20. The method of any of claims 17-18, further comprising the step of, after step (c), waiting a sufficient amount of time for expression of the library of plasmids or expression vectors of step (b).

21. The method of any of claims 1, 17, or 18, wherein determining includes the steps of:

a. obtaining mRNA from the population of cells;
b. synthesizing cDNA from the mRNA of step (a);
c. amplifying a region of nucleic acids (amplicon) from the cDNA of step (b); and
d. measuring the expression frequency of each of the plurality of barcodes in the amplicon of step (c).

22. The method of claim 21, wherein measuring is performed by sequencing.

23. The method of any of claims 1, 17, or 18, wherein the expression frequency of each of the plurality of barcodes is the normalized to a barcode input, and wherein the barcode input is each unique barcode content before expression.

24. The method of claim 21, wherein the expression frequency of the barcode measured in the amplicon is a barcode output.

25. The method of any of the preceding claims, wherein at least one DRE is a discontinuous DRE.

26. The method of claim 25, wherein the discontinuous DRE comprises a portion of the DRE located 5′ of the transcribable reporter sequence, and a portion of the DRE located 3′ of the transcribable reporter sequence.

27. The method of claim 25 or 26, wherein the discontinuous DRE comprises a non-DRE nucleic acid sequence located in a 5′- or 3′-portion of the DRE.

28. The method of any of the preceding claims, wherein the at least one DRE is located within 200-500 bp of the at least one TR, or portion thereof.

29. The method of any of the preceding claims, wherein the at least one DRE is located within 20-200 bp of the at least one TR, or portion thereof.

30. The method of any of the preceding claims, wherein the at least one DRE is located within 20 bp of the at least one TR, or portion thereof.

31. The method of any of the preceding claims, wherein the URE strength is measured in the same system from which it is derived.

32. The method of claim 25, wherein at least part of the at least one discontinuous DRE includes a TR.

33. The method of any of the previous claims, wherein the at least one TR, or portion thereof, comprises at least one modification.

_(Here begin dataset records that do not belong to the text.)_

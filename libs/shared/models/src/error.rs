use axum::{
    http::StatusCode,
    response::{IntoResponse, Response},
    Json,
};
use serde_json::json;
use thiserror::Error;

#[derive(Error, Debug)]
pub enum AppError {
    #[error("Authentication error: {0}")]
    Auth(String),

    #[error("Forbidden: {0}")]
    Forbidden(String),

    #[error("Not Found: {0}")]
    NotFound(String),

    #[error("Bad Request: {0}")]
    BadRequest(String),

    #[error("Internal Server Error: {0}")]
    Internal(String),

    #[error("Database error: {0}")]
    Database(String),

    #[error("Validation error: {0}")]
    ValidationError(String),

    #[error("Conflict: {0}")]
    Conflict(String),

    #[error("External service error: {0}")]
    ExternalService(String),

    #[error("Timeout: {0}")]
    Timeout(String),

    /// Money may have moved without a booking; the reference lets support find it.
    #[error("Reconciliation required for {reference}: {message}")]
    Reconciliation { message: String, reference: String },
}

impl IntoResponse for AppError {
    fn into_response(self) -> Response {
        let (status, message) = match &self {
            AppError::Auth(msg) => (StatusCode::UNAUTHORIZED, msg),
            AppError::Forbidden(msg) => (StatusCode::FORBIDDEN, msg),
            AppError::NotFound(msg) => (StatusCode::NOT_FOUND, msg),
            AppError::BadRequest(msg) => (StatusCode::BAD_REQUEST, msg),
            AppError::Internal(msg) => (StatusCode::INTERNAL_SERVER_ERROR, msg),
            AppError::Database(msg) => (StatusCode::INTERNAL_SERVER_ERROR, msg),
            AppError::ValidationError(msg) => (StatusCode::BAD_REQUEST, msg),
            AppError::Conflict(msg) => (StatusCode::CONFLICT, msg),
            AppError::ExternalService(msg) => (StatusCode::BAD_GATEWAY, msg),
            AppError::Timeout(msg) => (StatusCode::GATEWAY_TIMEOUT, msg),
            AppError::Reconciliation { message, .. } => (StatusCode::INTERNAL_SERVER_ERROR, message),
        };

        tracing::error!("Error: {}: {}", status, message);

        let body = match &self {
            AppError::Reconciliation { message, reference } => Json(json!({
                "error": message,
                "reference": reference
            })),
            _ => Json(json!({
                "error": message
            })),
        };

        (status, body).into_response()
    }
}
use std::collections::HashMap;
use std::sync::Arc;
use std::time::{Duration, Instant};

use chrono::NaiveDate;
use tokio::sync::RwLock;
use tracing::debug;
use uuid::Uuid;

use crate::error::BookingError;
use crate::models::{Appointment, AppointmentStatus, QueueEntry, TokenType};
use crate::store::{AppointmentRepository, BookingStore};

/// Orders one doctor's day: cancelled rows dropped, priority tokens first,
/// then ascending token number. Only confirmed and in-consultation entries get
/// a position; completed ones stay listed without one.
pub fn project(appointments: &[Appointment]) -> Vec<QueueEntry> {
    let mut live: Vec<&Appointment> = appointments
        .iter()
        .filter(|a| a.status != AppointmentStatus::Cancelled)
        .collect();

    live.sort_by_key(|a| (a.token_type != TokenType::Priority, a.token_number));

    let mut position = 0;
    live.into_iter()
        .map(|a| {
            let queue_position = if a.status.is_waiting() {
                position += 1;
                Some(position)
            } else {
                None
            };

            QueueEntry {
                appointment_id: a.id,
                token_number: a.token_number,
                token_type: a.token_type,
                patient_display_name: a.patient_name
                    .clone()
                    .unwrap_or_else(|| format!("Patient #{}", a.token_number)),
                status: a.status,
                queue_position,
            }
        })
        .collect()
}

pub fn position_of(queue: &[QueueEntry], appointment_id: Uuid) -> Option<u32> {
    queue.iter()
        .find(|e| e.appointment_id == appointment_id)
        .and_then(|e| e.queue_position)
}

struct CachedQueue {
    entries: Arc<Vec<QueueEntry>>,
    fetched_at: Instant,
}

/// Serves projected queues with a short TTL so dashboard polling stays cheap.
/// Writers call `invalidate` after changing a partition.
pub struct QueueProjector {
    store: Arc<dyn BookingStore>,
    ttl: Duration,
    cache: RwLock<HashMap<(Uuid, NaiveDate), CachedQueue>>,
}

impl QueueProjector {
    pub fn new(store: Arc<dyn BookingStore>, ttl: Duration) -> Self {
        Self { store, ttl, cache: RwLock::new(HashMap::new()) }
    }

    pub async fn queue_for(&self, doctor_id: Uuid, date: NaiveDate) -> Result<Arc<Vec<QueueEntry>>, BookingError> {
        if !self.ttl.is_zero() {
            let cache = self.cache.read().await;
            if let Some(hit) = cache.get(&(doctor_id, date)) {
                if hit.fetched_at.elapsed() < self.ttl {
                    return Ok(hit.entries.clone());
                }
            }
        }

        let appointments = self.store.list_for_day(doctor_id, date).await?;
        let entries = Arc::new(project(&appointments));
        debug!("Projected queue for doctor {} on {}: {} entries", doctor_id, date, entries.len());

        if !self.ttl.is_zero() {
            self.cache.write().await.insert(
                (doctor_id, date),
                CachedQueue { entries: entries.clone(), fetched_at: Instant::now() },
            );
        }

        Ok(entries)
    }

    pub async fn invalidate(&self, doctor_id: Uuid, date: NaiveDate) {
        self.cache.write().await.remove(&(doctor_id, date));
    }
}
// libs/appointment-cell/src/services/booking.rs
use std::sync::Arc;

use serde_json::json;
use chrono::NaiveDate;
use tokio::time::Duration;
use tracing::{debug, error, info, instrument, warn};
use uuid::Uuid;

use notification_cell::{DispatchHandle, NotificationIntent, NotificationKind};
use payment_cell::{
    ConfirmationPayload, GatewayConfirmation, OrderRequest, Payment, PaymentGateway, PaymentStatus,
    PaymentVerifier,
};
use shared_config::{BookingSettings, SlotCapacityPolicy};
use shared_models::auth::Caller;

use crate::error::BookingError;
use crate::models::{
    Appointment, AppointmentStatus, AppointmentView, BookingConfirmation, BookingIntent, BookingStage,
    CompleteConsultationRequest, ConfirmationOutcome, OrderCreated, QueueEntry, ReconciliationTicket,
    SlotAvailability, StatusUpdate,
};
use crate::services::allocator::{AllocatorConfig, TokenAllocator};
use crate::services::lifecycle::AppointmentLifecycleService;
use crate::services::queue::{position_of, QueueProjector};
use crate::services::slots::SlotCatalog;
use crate::store::{
    AppointmentRepository, BookingStore, ConflictKind, PaymentRepository, ReconciliationRepository, StoreError,
    TokenLedger,
};

/// Turns verified gateway payments into confirmed, queued appointments and
/// drives the appointment lifecycle afterwards.
///
/// Every entry point takes the authenticated `Caller` explicitly. Failures that
/// happen after a payment was verified open a reconciliation ticket keyed by the
/// gateway payment id; re-submitting the same confirmation resumes the booking
/// without allocating a second token.
pub struct BookingOrchestrator {
    store: Arc<dyn BookingStore>,
    allocator: TokenAllocator,
    verifier: PaymentVerifier,
    gateway: Arc<dyn PaymentGateway>,
    slots: SlotCatalog,
    queue: QueueProjector,
    lifecycle: AppointmentLifecycleService,
    dispatcher: DispatchHandle,
    settings: BookingSettings,
}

34. The method of any of the previous claims, wherein the at least one TR comprises at least 1, 2, 3, 4, 5, 6, or more modifications.

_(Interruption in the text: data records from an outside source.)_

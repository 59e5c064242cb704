use chrono::{DateTime, Utc};
use serde::{Deserialize, Serialize};
use uuid::Uuid;

use crate::error::AppError;

#[derive(Debug, Serialize, Deserialize)]
pub struct JwtHeader {
    pub alg: String,
    pub typ: String,
}

#[derive(Debug, Serialize, Deserialize)]
pub struct JwtClaims {
    pub sub: String,
    pub exp: Option<u64>,
    pub email: Option<String>,
    pub role: Option<String>,
    pub app_metadata: Option<serde_json::Value>,
    pub user_metadata: Option<serde_json::Value>,
    pub aud: Option<String>,
    pub iat: Option<u64>,
}

#[derive(Debug, Clone, Serialize, Deserialize)]
pub struct User {
    pub id: String,
    pub email: Option<String>,
    pub role: Option<String>,
    pub metadata: Option<serde_json::Value>,
    pub created_at: Option<DateTime<Utc>>,
}

impl User {
    pub fn display_name(&self) -> Option<String> {
        self.metadata
            .as_ref()
            .and_then(|m| m.get("full_name"))
            .and_then(|v| v.as_str())
            .map(str::to_string)
    }
}

#[derive(Debug, Clone, Copy, PartialEq, Eq, Serialize, Deserialize)]
#[serde(rename_all = "snake_case")]
pub enum Role {
    Patient,
    Doctor,
    Admin,
}

impl Role {
    pub fn from_claim(role: Option<&str>) -> Self {
        match role {
            Some("admin") => Role::Admin,
            Some("doctor") => Role::Doctor,
            _ => Role::Patient,
        }
    }
}

/// The authenticated identity every booking operation is evaluated against.
#[derive(Debug, Clone, PartialEq, Eq)]
pub struct Caller {
    pub user_id: Uuid,
    pub role: Role,
    pub doctor_id: Option<Uuid>,
}

impl Caller {
    pub fn patient(user_id: Uuid) -> Self {
        Self { user_id, role: Role::Patient, doctor_id: None }
    }

    pub fn doctor(user_id: Uuid, doctor_id: Uuid) -> Self {
        Self { user_id, role: Role::Doctor, doctor_id: Some(doctor_id) }
    }

    pub fn admin(user_id: Uuid) -> Self {
        Self { user_id, role: Role::Admin, doctor_id: None }
    }

    pub fn from_user(user: &User) -> Result<Self, AppError> {
        let user_id = Uuid::parse_str(&user.id)
            .map_err(|_| AppError::Auth("Token subject is not a valid user id".to_string()))?;
        let role = Role::from_claim(user.role.as_deref());

        let doctor_id = match role {
            Role::Doctor => Some(
                user.metadata
                    .as_ref()
                    .and_then(|m| m.get("doctor_id"))
                    .and_then(|v| v.as_str())
                    .and_then(|s| Uuid::parse_str(s).ok())
                    .unwrap_or(user_id),
            ),
            _ => None,
        };

        Ok(Self { user_id, role, doctor_id })
    }

    pub fn is_admin(&self) -> bool {
        self.role == Role::Admin
    }

    /// True when the caller is the doctor running the given queue.
    pub fn is_doctor_for(&self, doctor_id: Uuid) -> bool {
        self.role == Role::Doctor && self.doctor_id == Some(doctor_id)
    }
}

#[derive(Debug, Serialize, Deserialize)]
pub struct TokenResponse {
    pub valid: bool,
    pub user_id: String,
    pub email: Option<String>,
    pub role: Option<String>,
}

#[cfg(test)]
mod tests {
    use super::*;
    use serde_json::json;

    fn user(role: &str, metadata: Option<serde_json::Value>) -> User {
        User {
            id: Uuid::new_v4().to_string(),
            email: None,
            role: Some(role.to_string()),
            metadata,
            created_at: None,
        }
    }

    #[test]
    fn doctor_id_comes_from_metadata_when_present() {
        let doctor_id = Uuid::new_v4();
        let caller = Caller::from_user(&user("doctor", Some(json!({ "doctor_id": doctor_id })))).unwrap();
        assert_eq!(caller.role, Role::Doctor);
        assert!(caller.is_doctor_for(doctor_id));
    }

    #[test]
    fn unknown_roles_are_patients() {
        let caller = Caller::from_user(&user("authenticated", None)).unwrap();
        assert_eq!(caller.role, Role::Patient);
        assert_eq!(caller.doctor_id, None);
    }

    #[test]
    fn non_uuid_subject_is_rejected() {
        let mut u = user("patient", None);
        u.id = "not-a-uuid".to_string();
        assert!(Caller::from_user(&u).is_err());
    }
}
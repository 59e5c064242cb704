pub mod admin;
pub mod allocator;
pub mod booking;
pub mod lifecycle;
pub mod queue;
pub mod slots;
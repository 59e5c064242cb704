pub mod supabase;

pub use supabase::{PostgrestError, SupabaseClient};
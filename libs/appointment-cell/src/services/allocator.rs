use std::sync::Arc;

use chrono::NaiveDate;
use rand::Rng;
use tokio::time::{sleep, Duration};
use tracing::{debug, error, info, instrument, warn};
use uuid::Uuid;

use shared_config::BookingSettings;

use crate::error::BookingError;
use crate::models::TokenClaim;
use crate::store::{ConflictKind, StoreError, TokenLedger};

#[derive(Debug, Clone, Copy)]
pub struct AllocatorConfig {
    pub max_attempts: u32,
    pub backoff_base_ms: u64,
    pub backoff_max_ms: u64,
}

impl From<&BookingSettings> for AllocatorConfig {
    fn from(settings: &BookingSettings) -> Self {
        Self {
            max_attempts: settings.token_max_attempts.max(1),
            backoff_base_ms: settings.token_backoff_base_ms,
            backoff_max_ms: settings.token_backoff_max_ms,
        }
    }
}

/// Issues per-(doctor, date) token numbers by optimistic insert.
///
/// Each attempt reads the highest granted token and tries to claim the next
/// one; the ledger's uniqueness constraint rejects the loser of a race, which
/// backs off and retries. Grants are keyed by `claim_key`, so asking again with
/// the same key returns the earlier grant instead of a new number.
pub struct TokenAllocator {
    ledger: Arc<dyn TokenLedger>,
    config: AllocatorConfig,
}

impl TokenAllocator {
    pub fn new(ledger: Arc<dyn TokenLedger>, config: AllocatorConfig) -> Self {
        Self { ledger, config }
    }

    #[instrument(skip(self))]
    pub async fn allocate(
        &self,
        doctor_id: Uuid,
        date: NaiveDate,
        claim_key: &str,
    ) -> Result<TokenClaim, BookingError> {
        if let Some(existing) = self.existing_grant(doctor_id, date, claim_key).await? {
            debug!("Reusing token {} granted to {}", existing.token_number, claim_key);
            return Ok(existing);
        }

        for attempt in 1..=self.config.max_attempts {
            let next = self.ledger.highest_token(doctor_id, date).await? + 1;
            let claim = TokenClaim::new(doctor_id, date, next, claim_key);

            match self.ledger.claim_token(&claim).await {
                Ok(()) => {
                    info!("Allocated token {} for doctor {} on {}", next, doctor_id, date);
                    return Ok(claim);
                }
                Err(StoreError::Conflict(ConflictKind::Token)) => {
                    warn!("Token {} already taken (attempt {}/{})", next, attempt, self.config.max_attempts);
                }
                Err(StoreError::Conflict(ConflictKind::Claim)) => {
                    // A concurrent call with the same key won
                    if let Some(existing) = self.existing_grant(doctor_id, date, claim_key).await? {
                        return Ok(existing);
                    }
                }
                Err(e) => return Err(e.into()),
            }

            if attempt < self.config.max_attempts {
                sleep(self.backoff(attempt)).await;
            }
        }

        error!(
            "Token allocation exhausted for doctor {} on {} after {} attempts",
            doctor_id, date, self.config.max_attempts
        );
        Err(BookingError::TokenAllocationExhausted {
            doctor_id,
            date,
            attempts: self.config.max_attempts,
        })
    }

    async fn existing_grant(
        &self,
        doctor_id: Uuid,
        date: NaiveDate,
        claim_key: &str,
    ) -> Result<Option<TokenClaim>, BookingError> {
        match self.ledger.find_claim(claim_key).await? {
            Some(claim) if claim.doctor_id == doctor_id && claim.appointment_date == date => Ok(Some(claim)),
            Some(claim) => Err(BookingError::Store(StoreError::Corrupt(format!(
                "claim {} belongs to doctor {} on {}",
                claim_key, claim.doctor_id, claim.appointment_date
            )))),
            None => Ok(None),
        }
    }

    /// Exponential backoff capped at `backoff_max_ms`, plus up to one base interval of jitter.
    fn backoff(&self, attempt: u32) -> Duration {
        let base = self.config.backoff_base_ms;
        let exp = base.saturating_mul(1u64 << (attempt - 1).min(16));
        let jitter = if base > 0 { rand::thread_rng().gen_range(0..=base) } else { 0 };
        Duration::from_millis(exp.min(self.config.backoff_max_ms) + jitter)
    }
}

35. The method of any of the previous claims, wherein the at least 1, 2, 3, 4, 5, 6, or more modifications are associated with the same plurality of unique barcodes as in claims 1(a)(2), 17(a)(2) or 18(a)(2).

36. The method of any of the previous claims, wherein the synthetic nucleic acid contains at least 2, 3, 4, 5, 6, or more TRs, or portion thereof.

37. The method of any of claim 25, wherein the synthetic nucleic acid contains at least 2, 3, 4, 5, 6, or more discontinuous DREs.

38. The method of any of claims 1, 17, or 18, wherein the URE comprises at least DRE selected from the group consisting of: a promoter, a transcription factor binding site, an enhancer, a silencer, a boundary control element, an insulator, a locus control region, a response element, a binding site, a segment of a terminal repeat, a responsive site, a stabilizing element, a de-stabilizing element, and a splicing element.

39. The method of any of claims 1, 17, or 18, wherein the nucleic acid sequence containing at least one DRE comprises a combination of DREs.

40. The method of any of claim 39, wherein the combination of DREs contain at least 2, 3, 4, 5, 6, or more regulatory sequence elements.

41. The method of any of claim 40, wherein the combination of DREs is associated with the same plurality of unique barcodes of any of claims 1, 17, or 18.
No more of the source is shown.